De acordo com informações do boletim de ocorrência registrado no Plantão Policial, a vítima teria dito a um filho, antes de ser internada, que os dois homens que moravam com ele em um pequeno imóvel na avenida Paulo VI, no Residencial Paraíso, o teriam agredido. Diante disso, a Polícia Militar efetuou buscas pelo bairro e chegou a um deles, que foi ouvido no último sábado, mas negou participação no crime.

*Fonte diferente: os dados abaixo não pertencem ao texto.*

//! Relation registry
//!
//! Query and write API over the settings blob. Two write paths exist:
//! - the programmatic `upsert`/`remove` pair, keyed by `(source_type, key)`,
//!   which checks that every named content type exists
//! - the admin-form `add`/`update_by_id`/`delete_by_id` trio, keyed by
//!   internal id, which checks title and key but not type existence

use crate::relation::{
    DefinitionForm, InternalId, RejectReason, RelationDefinition, RelationKey, TypeList,
    UpsertOutcome,
};
use crate::settings::{ConfigStore, ReferenceSettings};
use crate::storage::SqliteStore;
use crate::Result;

/// Exact-match filter over definitions; unset fields match everything
#[derive(Debug, Clone, Copy, Default)]
pub struct DefinitionFilter<'f> {
    pub source_type: Option<&'f str>,
    pub key: Option<&'f str>,
}

impl<'f> DefinitionFilter<'f> {
    pub fn all() -> Self {
        Self::default()
    }

    pub fn source_type(mut self, source_type: &'f str) -> Self {
        self.source_type = Some(source_type);
        self
    }

    pub fn key(mut self, key: &'f str) -> Self {
        self.key = Some(key);
        self
    }

    pub fn matches(&self, def: &RelationDefinition) -> bool {
        self.source_type.is_none_or(|t| def.source_type == t)
            && self.key.is_none_or(|k| def.key == k)
    }
}

/// Registry of relation definitions
pub struct RelationRegistry<'a> {
    config: ConfigStore<'a>,
}

impl<'a> RelationRegistry<'a> {
    pub fn new(config: ConfigStore<'a>) -> Self {
        Self { config }
    }

    /// Registry backed by the settings blob in `store`
    pub fn open(store: &'a SqliteStore) -> Self {
        Self::new(ConfigStore::new(store))
    }

    pub fn config(&self) -> ConfigStore<'a> {
        self.config
    }

    /// Definitions matching `filter`, in insertion order
    pub fn list(&self, filter: DefinitionFilter<'_>) -> Result<Vec<RelationDefinition>> {
        let settings = self.config.load()?;
        Ok(settings.definitions().filter(|d| filter.matches(d)).cloned().collect())
    }

    /// Definitions offered on records of `source_type`
    pub fn for_type(&self, source_type: &str) -> Result<Vec<RelationDefinition>> {
        self.list(DefinitionFilter::all().source_type(source_type))
    }

    /// Look up a definition by internal id
    pub fn get(&self, id: InternalId) -> Result<Option<RelationDefinition>> {
        Ok(self.config.load()?.refs.get(&id).cloned())
    }

    /// Create or update the definition for `(source_type, key)`.
    ///
    /// `source_type` and every target type must exist, and at least one
    /// target type is required.
    pub fn upsert(
        &self,
        source_type: &str,
        key: &str,
        target_types: impl Into<TypeList>,
        title: &str,
    ) -> Result<UpsertOutcome> {
        let host = self.config.host();
        let target_types = target_types.into();

        if !host.type_exists(source_type)? {
            return Ok(reject(RejectReason::UnknownSourceType(source_type.to_string())));
        }
        let Ok(key) = RelationKey::new(key) else {
            return Ok(reject(RejectReason::InvalidKey(key.to_string())));
        };
        if target_types.is_empty() {
            return Ok(reject(RejectReason::EmptyTargetTypes));
        }
        for target in target_types.iter() {
            if !host.type_exists(target)? {
                return Ok(reject(RejectReason::UnknownTargetType(target.clone())));
            }
        }

        let mut settings = self.config.load()?;
        let existing = settings
            .definitions()
            .find(|d| d.source_type == source_type && d.key == key)
            .map(|d| d.internal_id);

        let outcome = match existing.and_then(|id| settings.refs.get_mut(&id)) {
            Some(def) => {
                def.title = title.to_string();
                def.target_types = target_types;
                tracing::info!("Updated reference {} ({}/{})", def.internal_id, source_type, key);
                UpsertOutcome::Updated(def.internal_id)
            }
            None => {
                let id = settings.allocate_id();
                settings.refs.insert(
                    id,
                    RelationDefinition {
                        internal_id: id,
                        key: key.clone(),
                        title: title.to_string(),
                        source_type: source_type.to_string(),
                        target_types,
                    },
                );
                tracing::info!("Created reference {} ({}/{})", id, source_type, key);
                UpsertOutcome::Created(id)
            }
        };

        self.config.save(&settings)?;
        Ok(outcome)
    }

    /// Delete every definition for `(source_type, key)`. Attachment data is left in place.
    pub fn remove(&self, source_type: &str, key: &str) -> Result<usize> {
        let mut settings = self.config.load()?;
        let filter = DefinitionFilter::all().source_type(source_type).key(key);
        let before = settings.refs.len();
        settings.refs.retain(|_, d| !filter.matches(d));
        let removed = before - settings.refs.len();

        if removed > 0 {
            self.config.save(&settings)?;
            tracing::info!("Removed {} reference(s) for {}/{}", removed, source_type, key);
        }
        Ok(removed)
    }

    /// Admin form "add": allocate a new definition.
    ///
    /// Content types named by the form are not checked for existence.
    pub fn add(&self, form: &DefinitionForm) -> Result<UpsertOutcome> {
        let mut settings = self.config.load()?;
        let key = match validate_form(form, &settings, None) {
            Ok(key) => key,
            Err(reason) => return Ok(reject(reason)),
        };
        self.warn_unknown_types(form)?;

        let id = settings.allocate_id();
        settings.refs.insert(
            id,
            RelationDefinition {
                internal_id: id,
                key,
                title: form.title.trim().to_string(),
                source_type: form.source_type.clone(),
                target_types: form.target_types.clone(),
            },
        );
        self.config.save(&settings)?;
        tracing::info!("Added reference {} ({}/{})", id, form.source_type, form.key);
        Ok(UpsertOutcome::Created(id))
    }

    /// Admin form "Update": overwrite the definition with internal id `id`
    pub fn update_by_id(&self, id: InternalId, form: &DefinitionForm) -> Result<UpsertOutcome> {
        let mut settings = self.config.load()?;
        if !settings.refs.contains_key(&id) {
            return Ok(reject(RejectReason::NotFound(id)));
        }
        let key = match validate_form(form, &settings, Some(id)) {
            Ok(key) => key,
            Err(reason) => return Ok(reject(reason)),
        };
        self.warn_unknown_types(form)?;

        settings.refs.insert(
            id,
            RelationDefinition {
                internal_id: id,
                key,
                title: form.title.trim().to_string(),
                source_type: form.source_type.clone(),
                target_types: form.target_types.clone(),
            },
        );
        self.config.save(&settings)?;
        tracing::info!("Updated reference {} ({}/{})", id, form.source_type, form.key);
        Ok(UpsertOutcome::Updated(id))
    }

    /// Admin form "Delete": drop the definition with internal id `id`.
    ///
    /// Remaining ids are not renumbered.
    pub fn delete_by_id(&self, id: InternalId) -> Result<bool> {
        let mut settings = self.config.load()?;
        let removed = settings.refs.remove(&id);
        if let Some(def) = &removed {
            self.config.save(&settings)?;
            tracing::info!("Deleted reference {} ({}/{})", id, def.source_type, def.key);
        }
        Ok(removed.is_some())
    }

    fn warn_unknown_types(&self, form: &DefinitionForm) -> Result<()> {
        let host = self.config.host();
        for name in std::iter::once(&form.source_type).chain(form.target_types.iter()) {
            if !host.type_exists(name)? {
                tracing::warn!("Reference '{}' names unknown content type '{}'", form.key, name);
            }
        }
        Ok(())
    }
}

fn reject(reason: RejectReason) -> UpsertOutcome {
    tracing::debug!("Rejected reference write: {}", reason);
    UpsertOutcome::Rejected(reason)
}

/// Checks shared by the admin add/update paths. `editing` excludes the
/// definition being updated from the duplicate check.
fn validate_form(
    form: &DefinitionForm,
    settings: &ReferenceSettings,
    editing: Option<InternalId>,
) -> std::result::Result<RelationKey, RejectReason> {
    if form.title.trim().is_empty() {
        return Err(RejectReason::EmptyTitle);
    }
    let key = RelationKey::new(form.key.trim()).map_err(|_| RejectReason::InvalidKey(form.key.clone()))?;

    let duplicate = settings.definitions().any(|d| {
        Some(d.internal_id) != editing && d.source_type == form.source_type && d.key == key
    });
    if duplicate {
        return Err(RejectReason::DuplicateKey {
            source_type: form.source_type.clone(),
            key: key.to_string(),
        });
    }
    Ok(key)
}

Para o investigador Marcos Euclides, que estava de plantão, o suspeito teria informado que seu celular havia sumido e por isso acusou os companheiros de furto. Uma briga teria começado entre os três. O suspeito declarou ter ido embora e deixado amigos no local, não sabendo informar o que ocorreu. O segundo suspeito está foragido.
O caso está sob responsabilidade do setor de homicídios da DIG. A polícia não precisou como foram feitos os ferimentos que causaram a morte de Samuel. Pauladas, socos, ponta pés e até pedradas estão entre as possibilidades investigadas. Laudo do Instituto Médico Legal deverá ser expedido em, no máximo, 30 dias.